• _EXERCISE INSTRUCTIONS_
For each line in the material below that holds "SignalB", copy that line.

• _RECORDS FOR THIS TASK_
//! Frame codec
//!
//! Wraps the signal database loaded from DBC files and converts between a
//! map of signal values and the packed bytes of a CAN frame. Handles bit
//! placement for both byte orders, signedness, scaling and multiplexing.

use crate::signals::database::{ByteOrder, MessageDefinition, SignalDefinition, ValueType};
use crate::signals::{DatabaseStats, SignalDatabase};
use crate::types::{MapperError, Result, SignalValue};
use std::collections::BTreeMap;
use std::path::Path;

/// Frame codec - entry point for DBC loading, encoding and decoding
pub struct FrameCodec {
    signal_db: SignalDatabase,
}

impl FrameCodec {
    /// Create a codec with an empty signal database
    pub fn new() -> Self {
        Self {
            signal_db: SignalDatabase::new(),
        }
    }

    /// Create a codec from a single DBC file
    pub fn from_dbc_file(path: &Path) -> Result<Self> {
        let mut codec = Self::new();
        codec.add_dbc(path)?;
        Ok(codec)
    }

    /// Load a DBC file and add its definitions to the signal database
    ///
    /// # Example
    /// ```no_run
    /// use vss_can_mapper::FrameCodec;
    /// use std::path::Path;
    ///
    /// let mut codec = FrameCodec::new();
    /// codec.add_dbc(Path::new("Model3CAN.dbc")).unwrap();
    /// ```
    pub fn add_dbc(&mut self, path: &Path) -> Result<()> {
        let messages = crate::signals::dbc::parse_dbc_file(path)?;
        for message in messages {
            self.signal_db.add_message(message);
        }
        log::info!("DBC file loaded successfully: {:?}", path);
        Ok(())
    }

    /// Add definitions from DBC content already in memory
    pub fn add_dbc_str(&mut self, content: &str) -> Result<()> {
        for message in crate::signals::dbc::parse_dbc_str(content)? {
            self.signal_db.add_message(message);
        }
        Ok(())
    }

    /// Resolve which CAN frame carries a signal
    pub fn resolve_frame_id(&self, signal_name: &str) -> Option<u32> {
        match self.signal_db.find_frame_id(signal_name) {
            Some(id) => {
                log::info!(
                    "Found signal {} in CAN frame id 0x{:02x}",
                    signal_name,
                    id
                );
                Some(id)
            }
            None => {
                log::warn!("Signal {} not found in DBC file", signal_name);
                None
            }
        }
    }

    /// Get the message definition for a CAN ID
    pub fn message(&self, frame_id: u32) -> Result<&MessageDefinition> {
        self.signal_db
            .get_message(frame_id)
            .ok_or(MapperError::MessageNotFound(frame_id))
    }

    /// Names of all signals packed into a frame
    pub fn signal_names(&self, frame_id: u32) -> Result<Vec<&str>> {
        Ok(self
            .message(frame_id)?
            .signals
            .iter()
            .map(|s| s.name.as_str())
            .collect())
    }

    /// True if the frame uses a 29-bit identifier
    pub fn is_extended(&self, frame_id: u32) -> bool {
        self.signal_db
            .get_message(frame_id)
            .map(|m| m.is_extended)
            .unwrap_or(false)
    }

    pub fn database_stats(&self) -> DatabaseStats {
        self.signal_db.stats()
    }

    /// Encode physical signal values into frame bytes
    ///
    /// Every signal active in the frame must have a value. Multiplexed
    /// signals are packed only when the multiplexer value selects them.
    pub fn encode(&self, frame_id: u32, values: &BTreeMap<String, SignalValue>) -> Result<Vec<u8>> {
        let message = self.message(frame_id)?;
        let mut data = vec![0u8; message.size];

        let multiplexer_value = match &message.multiplexer_signal {
            Some(mux_name) => {
                let mux_signal = message
                    .signals
                    .iter()
                    .find(|s| s.name == *mux_name)
                    .ok_or_else(|| missing(frame_id, mux_name))?;
                let value = values
                    .get(mux_name)
                    .ok_or_else(|| missing(frame_id, mux_name))?;
                Some(physical_to_raw(mux_signal, value)?)
            }
            None => None,
        };

        for signal in &message.signals {
            if !is_active(signal, multiplexer_value) {
                continue;
            }
            let value = values
                .get(&signal.name)
                .ok_or_else(|| missing(frame_id, &signal.name))?;
            let raw = physical_to_raw(signal, value)?;
            let positions = bit_positions(signal, message.size)?;
            for (i, pos) in positions.into_iter().enumerate() {
                if (raw >> i) & 1 == 1 {
                    data[pos / 8] |= 1 << (pos % 8);
                }
            }
        }

        Ok(data)
    }

    /// Decode frame bytes into physical signal values
    pub fn decode(&self, frame_id: u32, data: &[u8]) -> Result<BTreeMap<String, SignalValue>> {
        let message = self.message(frame_id)?;
        if data.len() < message.size {
            return Err(MapperError::InvalidData(format!(
                "CAN ID 0x{:X} needs {} bytes but frame has {}",
                frame_id,
                message.size,
                data.len()
            )));
        }

        let multiplexer_value = match &message.multiplexer_signal {
            Some(mux_name) => match message.signals.iter().find(|s| s.name == *mux_name) {
                Some(mux_signal) => Some(extract_raw(data, mux_signal, message.size)?),
                None => None,
            },
            None => None,
        };

        let mut values = BTreeMap::new();
        for signal in &message.signals {
            if !is_active(signal, multiplexer_value) {
                continue;
            }
            let raw = extract_raw(data, signal, message.size)?;
            let raw = match signal.value_type {
                ValueType::Unsigned => raw as i64,
                ValueType::Signed => sign_extend(raw, signal.length as usize),
            };
            let value = if signal.factor == 1.0 && signal.offset == 0.0 {
                SignalValue::Integer(raw)
            } else {
                SignalValue::Float(signal.offset + signal.factor * raw as f64)
            };
            values.insert(signal.name.clone(), value);
        }

        Ok(values)
    }
}

impl Default for FrameCodec {
    fn default() -> Self {
        Self::new()
    }
}

fn missing(frame_id: u32, signal: &str) -> MapperError {
    MapperError::MissingSignalValue {
        frame_id,
        signal: signal.to_string(),
    }
}

fn is_active(signal: &SignalDefinition, multiplexer_value: Option<u64>) -> bool {
    match signal.multiplexer_value {
        Some(selector) => multiplexer_value == Some(selector),
        None => true,
    }
}

/// Convert a physical value to the raw bit pattern of a signal
fn physical_to_raw(signal: &SignalDefinition, value: &SignalValue) -> Result<u64> {
    let physical = value.as_f64().ok_or_else(|| MapperError::NonNumericValue {
        signal: signal.name.clone(),
        value: value.clone(),
    })?;

    let raw = ((physical - signal.offset) / signal.factor).round();
    let length = signal.length as i32;
    let (min_raw, max_raw) = match signal.value_type {
        ValueType::Unsigned => (0.0, 2f64.powi(length) - 1.0),
        ValueType::Signed => (-(2f64.powi(length - 1)), 2f64.powi(length - 1) - 1.0),
    };
    if !raw.is_finite() || raw < min_raw || raw > max_raw {
        return Err(MapperError::ValueOutOfRange {
            signal: signal.name.clone(),
            value: value.clone(),
            length: signal.length,
        });
    }

    let bits = match signal.value_type {
        ValueType::Unsigned => raw as u64,
        ValueType::Signed => raw as i64 as u64,
    };
    Ok(bits & mask(signal.length as usize))
}

fn mask(length: usize) -> u64 {
    if length >= 64 {
        u64::MAX
    } else {
        (1u64 << length) - 1
    }
}

/// Absolute bit positions of a signal, least significant bit first
///
/// Positions use DBC numbering: `byte * 8 + bit`, bit 0 being the LSB of the
/// byte. Intel signals start at their LSB and grow upward; Motorola signals
/// start at their MSB and walk down each byte before jumping to the MSB of
/// the next one.
fn bit_positions(signal: &SignalDefinition, frame_size: usize) -> Result<Vec<usize>> {
    let start = signal.start_bit as usize;
    let length = signal.length as usize;
    let frame_bits = frame_size * 8;

    let positions: Vec<usize> = match signal.byte_order {
        ByteOrder::LittleEndian => (start..start + length).collect(),
        ByteOrder::BigEndian => {
            let mut msb_first = Vec::with_capacity(length);
            let mut pos = start;
            for i in 0..length {
                msb_first.push(pos);
                if i + 1 < length {
                    pos = if pos % 8 == 0 { pos + 15 } else { pos - 1 };
                }
            }
            msb_first.reverse();
            msb_first
        }
    };

    if positions.iter().any(|&pos| pos >= frame_bits) {
        return Err(MapperError::InvalidData(format!(
            "Signal '{}' does not fit in a {} byte frame",
            signal.name, frame_size
        )));
    }
    Ok(positions)
}

fn extract_raw(data: &[u8], signal: &SignalDefinition, frame_size: usize) -> Result<u64> {
    let mut raw = 0u64;
    for (i, pos) in bit_positions(signal, frame_size)?.into_iter().enumerate() {
        let bit = (data[pos / 8] >> (pos % 8)) & 0x01;
        raw |= (bit as u64) << i;
    }
    Ok(raw)
}

/// Sign-extend a value from N bits to 64 bits
fn sign_extend(value: u64, bit_length: usize) -> i64 {
    if bit_length >= 64 {
        return value as i64;
    }

    let sign_bit = 1u64 << (bit_length - 1);
    if (value & sign_bit) != 0 {
        let mask = !0u64 << bit_length;
        (value | mask) as i64
    } else {
        value as i64
    }
}

#[cfg(test)]
mod tests {
    use super::*;

    const TEST_DBC: &str = r#"
VERSION ""

NS_ :

BS_:

BU_: ECU1 ECU2

BO_ 291 EngineData: 8 ECU1
 SG_ EngineSpeed : 0|16@1+ (1,0) [0|8000] "rpm" ECU2
 SG_ EngineTemp : 16|8@1+ (1,-40) [-40|215] "C" ECU2
 SG_ Torque : 31|12@0- (0.5,0) [-1024|1023.5] "Nm" ECU2

BO_ 512 MultiplexedMsg: 4 ECU1
 SG_ Mode M : 0|8@1+ (1,0) [0|3] "" ECU1
 SG_ SignalA m0 : 8|16@1+ (1,0) [0|100] "%" ECU1
 SG_ SignalB m1 : 8|16@1+ (0.1,0) [0|1000] "mV" ECU1
"#;

    fn codec() -> FrameCodec {
        let mut codec = FrameCodec::new();
        codec.add_dbc_str(TEST_DBC).unwrap();
        codec
    }

    fn values(pairs: &[(&str, SignalValue)]) -> BTreeMap<String, SignalValue> {
        pairs
            .iter()
            .map(|(k, v)| (k.to_string(), v.clone()))
            .collect()
    }

    #[test]
    fn test_encode_little_endian_with_offset() {
        let codec = codec();
        let data = codec
            .encode(
                291,
                &values(&[
                    ("EngineSpeed", SignalValue::Integer(0x1234)),
                    ("EngineTemp", SignalValue::Integer(20)),
                    ("Torque", SignalValue::Integer(0)),
                ]),
            )
            .unwrap();
        assert_eq!(data.len(), 8);
        assert_eq!(data[0], 0x34);
        assert_eq!(data[1], 0x12);
        // 20 C with offset -40 is raw 60
        assert_eq!(data[2], 60);
    }

    #[test]
    fn test_encode_big_endian_signed() {
        let codec = codec();
        let data = codec
            .encode(
                291,
                &values(&[
                    ("EngineSpeed", SignalValue::Integer(0)),
                    ("EngineTemp", SignalValue::Integer(-40)),
                    ("Torque", SignalValue::Float(-0.5)),
                ]),
            )
            .unwrap();
        // raw -1 in 12 bits: MSB at bit 31, all of byte 3 plus the top nibble of byte 4
        assert_eq!(data[3], 0xFF);
        assert_eq!(data[4], 0xF0);

        let decoded = codec.decode(291, &data).unwrap();
        assert_eq!(decoded["Torque"], SignalValue::Float(-0.5));
        assert_eq!(decoded["EngineTemp"], SignalValue::Float(-40.0));
    }

    #[test]
    fn test_encode_missing_signal() {
        let codec = codec();
        let result = codec.encode(291, &values(&[("EngineSpeed", SignalValue::Integer(1))]));
        assert!(matches!(
            result,
            Err(MapperError::MissingSignalValue { frame_id: 291, .. })
        ));
    }

    #[test]
    fn test_encode_rejects_out_of_range_and_text() {
        let codec = codec();
        let too_big = codec.encode(
            291,
            &values(&[
                ("EngineSpeed", SignalValue::Integer(70_000)),
                ("EngineTemp", SignalValue::Integer(0)),
                ("Torque", SignalValue::Integer(0)),
            ]),
        );
        assert!(matches!(too_big, Err(MapperError::ValueOutOfRange { .. })));

        let text = codec.encode(
            291,
            &values(&[
                ("EngineSpeed", SignalValue::from("fast")),
                ("EngineTemp", SignalValue::Integer(0)),
                ("Torque", SignalValue::Integer(0)),
            ]),
        );
        assert!(matches!(text, Err(MapperError::NonNumericValue { .. })));
    }

    #[test]
    fn test_encode_multiplexed_only_packs_selected_signal() {
        let codec = codec();
        // SignalA is not needed when Mode selects SignalB
        let data = codec
            .encode(
                512,
                &values(&[
                    ("Mode", SignalValue::Integer(1)),
                    ("SignalB", SignalValue::Float(25.6)),
                ]),
            )
            .unwrap();
        assert_eq!(data, vec![0x01, 0x00, 0x01, 0x00]);

        let decoded = codec.decode(512, &data).unwrap();
        assert!(decoded.contains_key("SignalB"));
        assert!(!decoded.contains_key("SignalA"));
    }

    #[test]
    fn test_unknown_frame() {
        let codec = codec();
        assert!(matches!(
            codec.encode(999, &BTreeMap::new()),
            Err(MapperError::MessageNotFound(999))
        ));
        assert_eq!(codec.resolve_frame_id("NoSuchSignal"), None);
        assert_eq!(codec.resolve_frame_id("SignalB"), Some(512));
    }

    #[test]
    fn test_decode_short_frame() {
        let codec = codec();
        assert!(matches!(
            codec.decode(291, &[0x00, 0x01]),
            Err(MapperError::InvalidData(_))
        ));
    }

    #[test]
    fn test_sign_extend() {
        assert_eq!(sign_extend(0x7F, 8), 127);
        assert_eq!(sign_extend(0xFF, 8), -1);
        assert_eq!(sign_extend(0x8000, 16), -32768);
    }
}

• _FINAL ANSWER_
 SG_ SignalB m1 : 8|16@1+ (0.1,0) [0|1000] "mV" ECU1
        // SignalA is not needed when Mode selects SignalB
                    ("SignalB", SignalValue::Float(25.6)),
        assert!(decoded.contains_key("SignalB"));
        assert_eq!(codec.resolve_frame_id("SignalB"), Some(512));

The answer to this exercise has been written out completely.